[Opening Data in this exercise section]
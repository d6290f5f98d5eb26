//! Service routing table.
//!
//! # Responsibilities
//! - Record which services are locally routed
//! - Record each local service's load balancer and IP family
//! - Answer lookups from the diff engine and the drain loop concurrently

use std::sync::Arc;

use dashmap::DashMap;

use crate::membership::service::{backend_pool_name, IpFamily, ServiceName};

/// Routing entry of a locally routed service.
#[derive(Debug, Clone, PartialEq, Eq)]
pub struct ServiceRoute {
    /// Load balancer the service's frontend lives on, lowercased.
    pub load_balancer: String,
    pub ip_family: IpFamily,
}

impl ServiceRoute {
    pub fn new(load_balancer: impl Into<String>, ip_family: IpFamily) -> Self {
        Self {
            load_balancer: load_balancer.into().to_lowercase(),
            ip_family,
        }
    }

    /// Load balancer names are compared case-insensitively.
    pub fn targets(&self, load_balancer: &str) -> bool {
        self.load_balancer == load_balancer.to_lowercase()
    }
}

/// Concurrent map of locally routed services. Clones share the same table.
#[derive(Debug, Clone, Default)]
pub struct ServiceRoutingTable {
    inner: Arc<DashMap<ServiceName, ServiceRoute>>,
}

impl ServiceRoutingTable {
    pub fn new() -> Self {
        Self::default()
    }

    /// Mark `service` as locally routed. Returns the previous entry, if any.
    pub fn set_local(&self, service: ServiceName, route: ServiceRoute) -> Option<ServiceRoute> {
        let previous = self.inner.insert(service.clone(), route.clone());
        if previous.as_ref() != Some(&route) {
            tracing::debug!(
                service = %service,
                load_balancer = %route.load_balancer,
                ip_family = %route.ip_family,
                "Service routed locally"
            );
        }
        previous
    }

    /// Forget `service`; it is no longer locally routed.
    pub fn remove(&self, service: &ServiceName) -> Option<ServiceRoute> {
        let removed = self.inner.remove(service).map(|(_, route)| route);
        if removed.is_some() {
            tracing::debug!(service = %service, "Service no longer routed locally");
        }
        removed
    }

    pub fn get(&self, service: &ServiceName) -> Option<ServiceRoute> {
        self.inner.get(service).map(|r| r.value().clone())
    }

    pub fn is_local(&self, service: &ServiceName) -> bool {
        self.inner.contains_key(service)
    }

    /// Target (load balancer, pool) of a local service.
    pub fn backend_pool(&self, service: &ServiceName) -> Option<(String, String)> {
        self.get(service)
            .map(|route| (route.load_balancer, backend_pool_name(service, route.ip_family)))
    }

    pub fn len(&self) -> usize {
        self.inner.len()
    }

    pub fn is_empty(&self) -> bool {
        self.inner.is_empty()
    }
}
[Closing Data in this exercise section]
[Opening Data in this exercise section]
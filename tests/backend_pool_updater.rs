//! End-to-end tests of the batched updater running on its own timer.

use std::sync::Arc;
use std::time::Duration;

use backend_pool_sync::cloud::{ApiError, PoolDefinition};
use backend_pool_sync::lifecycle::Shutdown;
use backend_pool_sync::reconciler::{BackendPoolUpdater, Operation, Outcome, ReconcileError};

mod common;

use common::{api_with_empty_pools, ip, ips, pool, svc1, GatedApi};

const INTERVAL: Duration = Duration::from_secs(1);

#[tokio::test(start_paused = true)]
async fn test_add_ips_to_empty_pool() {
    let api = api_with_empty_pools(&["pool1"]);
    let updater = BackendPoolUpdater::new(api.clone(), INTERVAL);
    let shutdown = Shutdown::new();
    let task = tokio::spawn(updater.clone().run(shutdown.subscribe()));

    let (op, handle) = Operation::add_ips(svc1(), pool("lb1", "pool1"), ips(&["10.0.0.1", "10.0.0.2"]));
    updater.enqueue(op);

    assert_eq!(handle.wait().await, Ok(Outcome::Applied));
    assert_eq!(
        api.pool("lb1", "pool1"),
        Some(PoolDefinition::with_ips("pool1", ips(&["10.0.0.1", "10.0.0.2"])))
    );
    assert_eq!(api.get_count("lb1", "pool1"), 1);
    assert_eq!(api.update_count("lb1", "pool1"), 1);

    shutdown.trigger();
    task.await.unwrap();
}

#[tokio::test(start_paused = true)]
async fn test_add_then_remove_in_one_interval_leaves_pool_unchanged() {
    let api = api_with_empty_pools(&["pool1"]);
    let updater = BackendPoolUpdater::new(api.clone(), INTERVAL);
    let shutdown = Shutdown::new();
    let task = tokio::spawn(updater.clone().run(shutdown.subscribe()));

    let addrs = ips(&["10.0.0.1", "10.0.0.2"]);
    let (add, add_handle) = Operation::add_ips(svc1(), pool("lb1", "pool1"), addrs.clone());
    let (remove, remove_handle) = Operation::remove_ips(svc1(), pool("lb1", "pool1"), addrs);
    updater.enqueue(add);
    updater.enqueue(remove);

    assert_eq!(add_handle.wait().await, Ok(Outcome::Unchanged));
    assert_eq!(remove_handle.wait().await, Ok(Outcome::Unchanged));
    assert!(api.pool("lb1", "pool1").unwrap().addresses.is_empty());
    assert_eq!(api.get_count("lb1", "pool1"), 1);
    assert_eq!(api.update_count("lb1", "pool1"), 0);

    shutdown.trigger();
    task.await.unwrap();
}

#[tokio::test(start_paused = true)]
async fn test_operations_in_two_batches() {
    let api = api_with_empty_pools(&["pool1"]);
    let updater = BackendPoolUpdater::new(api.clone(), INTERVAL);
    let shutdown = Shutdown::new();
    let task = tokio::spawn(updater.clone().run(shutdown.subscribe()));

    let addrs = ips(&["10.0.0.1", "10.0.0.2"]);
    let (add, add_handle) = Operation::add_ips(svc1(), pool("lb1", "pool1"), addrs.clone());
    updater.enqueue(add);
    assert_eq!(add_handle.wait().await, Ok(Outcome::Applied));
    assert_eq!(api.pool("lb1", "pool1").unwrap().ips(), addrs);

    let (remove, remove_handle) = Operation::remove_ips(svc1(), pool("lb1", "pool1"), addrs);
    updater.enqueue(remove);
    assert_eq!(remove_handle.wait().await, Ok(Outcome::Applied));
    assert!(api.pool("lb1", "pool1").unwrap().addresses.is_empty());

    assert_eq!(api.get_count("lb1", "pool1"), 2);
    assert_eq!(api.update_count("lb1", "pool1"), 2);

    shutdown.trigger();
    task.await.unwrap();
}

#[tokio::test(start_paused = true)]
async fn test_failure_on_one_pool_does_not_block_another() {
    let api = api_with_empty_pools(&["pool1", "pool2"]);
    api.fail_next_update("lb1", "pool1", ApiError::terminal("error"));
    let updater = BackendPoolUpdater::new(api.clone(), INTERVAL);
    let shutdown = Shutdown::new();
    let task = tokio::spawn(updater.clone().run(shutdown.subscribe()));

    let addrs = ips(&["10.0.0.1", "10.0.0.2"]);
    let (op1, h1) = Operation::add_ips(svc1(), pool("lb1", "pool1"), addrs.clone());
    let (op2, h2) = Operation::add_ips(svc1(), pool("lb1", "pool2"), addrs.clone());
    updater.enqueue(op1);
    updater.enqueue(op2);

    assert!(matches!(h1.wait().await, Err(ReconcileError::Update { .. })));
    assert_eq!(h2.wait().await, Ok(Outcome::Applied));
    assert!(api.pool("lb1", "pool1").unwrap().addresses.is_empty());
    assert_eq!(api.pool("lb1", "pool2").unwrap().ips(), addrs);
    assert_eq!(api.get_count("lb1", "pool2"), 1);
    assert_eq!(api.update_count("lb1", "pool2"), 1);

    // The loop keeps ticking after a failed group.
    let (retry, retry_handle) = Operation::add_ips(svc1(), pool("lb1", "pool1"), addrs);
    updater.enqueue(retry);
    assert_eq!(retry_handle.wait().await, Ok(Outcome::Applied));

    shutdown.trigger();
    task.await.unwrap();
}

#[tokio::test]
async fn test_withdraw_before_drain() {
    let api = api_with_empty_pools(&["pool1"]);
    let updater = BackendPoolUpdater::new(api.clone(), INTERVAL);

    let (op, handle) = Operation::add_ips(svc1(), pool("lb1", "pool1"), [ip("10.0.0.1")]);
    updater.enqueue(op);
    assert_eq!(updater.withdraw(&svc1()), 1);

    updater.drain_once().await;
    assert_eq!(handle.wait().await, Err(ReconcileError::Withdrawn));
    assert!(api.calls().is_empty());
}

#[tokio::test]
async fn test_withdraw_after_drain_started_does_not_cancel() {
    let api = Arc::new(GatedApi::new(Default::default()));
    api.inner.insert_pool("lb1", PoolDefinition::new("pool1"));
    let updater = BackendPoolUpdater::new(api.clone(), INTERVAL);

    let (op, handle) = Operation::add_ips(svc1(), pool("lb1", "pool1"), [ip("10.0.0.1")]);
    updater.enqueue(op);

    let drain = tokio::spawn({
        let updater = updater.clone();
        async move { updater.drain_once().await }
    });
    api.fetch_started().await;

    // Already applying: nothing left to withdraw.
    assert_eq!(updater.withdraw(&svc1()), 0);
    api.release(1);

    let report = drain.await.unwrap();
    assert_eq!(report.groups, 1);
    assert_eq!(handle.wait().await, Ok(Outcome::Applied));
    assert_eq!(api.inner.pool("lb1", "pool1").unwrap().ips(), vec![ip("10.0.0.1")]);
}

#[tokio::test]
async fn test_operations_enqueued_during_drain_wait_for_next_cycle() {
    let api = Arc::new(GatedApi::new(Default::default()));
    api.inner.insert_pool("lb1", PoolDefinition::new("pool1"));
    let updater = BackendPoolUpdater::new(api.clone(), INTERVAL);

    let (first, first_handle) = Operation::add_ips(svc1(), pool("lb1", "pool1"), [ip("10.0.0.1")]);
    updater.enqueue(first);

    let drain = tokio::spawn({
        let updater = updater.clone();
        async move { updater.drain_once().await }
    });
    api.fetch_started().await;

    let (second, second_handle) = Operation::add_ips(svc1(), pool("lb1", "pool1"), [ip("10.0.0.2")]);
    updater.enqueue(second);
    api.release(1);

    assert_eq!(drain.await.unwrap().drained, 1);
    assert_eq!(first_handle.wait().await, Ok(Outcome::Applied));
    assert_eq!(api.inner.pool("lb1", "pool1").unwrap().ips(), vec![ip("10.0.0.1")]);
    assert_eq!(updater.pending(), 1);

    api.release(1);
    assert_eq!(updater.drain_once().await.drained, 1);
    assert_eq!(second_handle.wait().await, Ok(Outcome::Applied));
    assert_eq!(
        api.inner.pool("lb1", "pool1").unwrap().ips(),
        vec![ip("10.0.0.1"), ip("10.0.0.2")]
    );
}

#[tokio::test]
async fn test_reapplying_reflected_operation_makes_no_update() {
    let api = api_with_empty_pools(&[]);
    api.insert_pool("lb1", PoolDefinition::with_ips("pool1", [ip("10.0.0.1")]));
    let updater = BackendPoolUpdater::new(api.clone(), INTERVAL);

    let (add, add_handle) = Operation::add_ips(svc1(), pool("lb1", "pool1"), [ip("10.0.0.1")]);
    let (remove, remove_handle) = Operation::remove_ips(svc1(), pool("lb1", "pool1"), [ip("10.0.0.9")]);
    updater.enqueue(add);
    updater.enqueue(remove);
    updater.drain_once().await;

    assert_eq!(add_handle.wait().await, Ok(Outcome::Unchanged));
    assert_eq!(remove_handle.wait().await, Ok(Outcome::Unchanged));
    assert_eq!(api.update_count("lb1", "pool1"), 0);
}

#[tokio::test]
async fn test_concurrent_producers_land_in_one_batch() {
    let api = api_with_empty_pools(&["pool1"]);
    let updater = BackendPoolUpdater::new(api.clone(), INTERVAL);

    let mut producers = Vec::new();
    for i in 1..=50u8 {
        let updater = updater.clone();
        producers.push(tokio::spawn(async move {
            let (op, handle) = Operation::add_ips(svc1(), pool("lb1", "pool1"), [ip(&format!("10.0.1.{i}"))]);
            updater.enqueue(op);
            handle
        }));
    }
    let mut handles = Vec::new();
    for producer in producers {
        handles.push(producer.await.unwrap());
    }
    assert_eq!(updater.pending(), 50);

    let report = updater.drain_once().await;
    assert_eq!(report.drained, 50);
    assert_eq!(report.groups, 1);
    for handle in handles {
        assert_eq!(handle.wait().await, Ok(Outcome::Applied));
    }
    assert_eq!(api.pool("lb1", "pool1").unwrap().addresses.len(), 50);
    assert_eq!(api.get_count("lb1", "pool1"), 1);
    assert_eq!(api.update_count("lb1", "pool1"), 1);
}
[Closing Data in this exercise section]
> Exercise: Copy out every line from the records that has the word "ApiError".

> Solved problem:
use backend_pool_sync::cloud::{ApiError, PoolDefinition};
    api.fail_next_update("lb1", "pool1", ApiError::terminal("error"));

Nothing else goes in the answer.